[DATA FOR REVIEW — start]

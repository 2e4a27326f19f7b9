//! Loading configuration files from disk.

use std::io::Write;

use meridian_config::{ConfigError, ConfigLoader, LogFormat};
use meridian_discovery::FailurePolicy;
use tempfile::{Builder, NamedTempFile};

fn config_file(suffix: &str, content: &str) -> NamedTempFile {
    let mut file = Builder::new().suffix(suffix).tempfile().unwrap();
    file.write_all(content.as_bytes()).unwrap();
    file.flush().unwrap();
    file
}

#[test]
fn test_loads_complete_toml_file() {
    let file = config_file(
        ".toml",
        r#"
        [gateway]
        id = "7"
        name = "edge"
        host = "10.0.0.2"
        http_port = 4100

        [discovery]
        timeout_ms = 1500
        interval_secs = 45
        failure_policy = "abort"

        [[discovery.services]]
        id = "1"
        name = "users"
        host = "10.0.0.5"
        http_port = 8080

        [[discovery.services]]
        id = "1"
        name = "orders"
        host = "10.0.0.6"
        http_port = 8080
        https_port = 8443
        api_specification_url = "/spec/openapi.json"

        [merge]
        title = "Public API"
        prefix_operation_ids = true
        urls = ["http://legacy.internal/openapi.json"]

        [registry]
        host = "redis.internal"
        db = 2

        [telemetry.logging]
        level = "meridian_discovery=debug,info"
        format = "pretty"
        "#,
    );

    let config = ConfigLoader::new()
        .with_file(file.path())
        .unwrap()
        .load()
        .unwrap();

    assert_eq!(config.gateway.to_metadata().service.key(), "services:edge-7");
    assert_eq!(config.discovery.failure_policy, FailurePolicy::Abort);

    let services = config.discovery.service_metadata();
    assert_eq!(services.len(), 2);
    assert_eq!(
        services[1].api_specification_endpoint(),
        "https://10.0.0.6:8443/spec/openapi.json"
    );

    let options = config.merge.to_merge_options();
    assert_eq!(options.title.as_deref(), Some("Public API"));
    assert!(options.prefix_operation_ids);
    assert!(options.add_service_tags);

    assert_eq!(config.registry.host, "redis.internal");
    assert_eq!(config.registry.port, 6379);
    assert_eq!(config.telemetry.logging.format, LogFormat::Pretty);
}

#[test]
fn test_loads_json_file() {
    let file = config_file(
        ".json",
        r#"{ "gateway": { "http_port": 4200 }, "telemetry": { "metrics": { "enabled": true } } }"#,
    );

    let config = ConfigLoader::new()
        .with_file(file.path())
        .unwrap()
        .load()
        .unwrap();

    assert_eq!(config.gateway.http_port, 4200);
    assert!(config.telemetry.metrics.enabled);
}

#[test]
fn test_rejects_unknown_fields_in_file() {
    let file = config_file(".toml", "[merge]\nconflict = \"merge\"\n");
    let result = ConfigLoader::new().with_file(file.path());
    assert!(matches!(result, Err(ConfigError::TomlError(_))));
}

#[test]
fn test_rejects_unsupported_extension() {
    let file = config_file(".yaml", "gateway: {}\n");
    let result = ConfigLoader::new().with_file(file.path());
    assert!(matches!(result, Err(ConfigError::ValidationError(_))));
}

#[test]
fn test_optional_file_is_loaded_when_present() {
    let file = config_file(".toml", "[discovery]\ninterval_secs = 12\n");
    let config = ConfigLoader::new()
        .with_optional_file(file.path())
        .unwrap()
        .load()
        .unwrap();
    assert_eq!(config.discovery.interval_secs, 12);
}

#[test]
fn test_invalid_file_values_fail_validation() {
    let file = config_file(
        ".toml",
        r#"
        [[discovery.services]]
        id = "1"
        name = ""
        host = "10.0.0.5"
        http_port = 8080
        "#,
    );

    let result = ConfigLoader::new().with_file(file.path()).unwrap().load();
    assert!(matches!(result, Err(ConfigError::MissingField { .. })));
}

[DATA FOR REVIEW — finish]

Where in the records does the string "edge" appear? Copy every line that has it.

        name = "edge"
    assert_eq!(config.gateway.to_metadata().service.key(), "services:edge-7");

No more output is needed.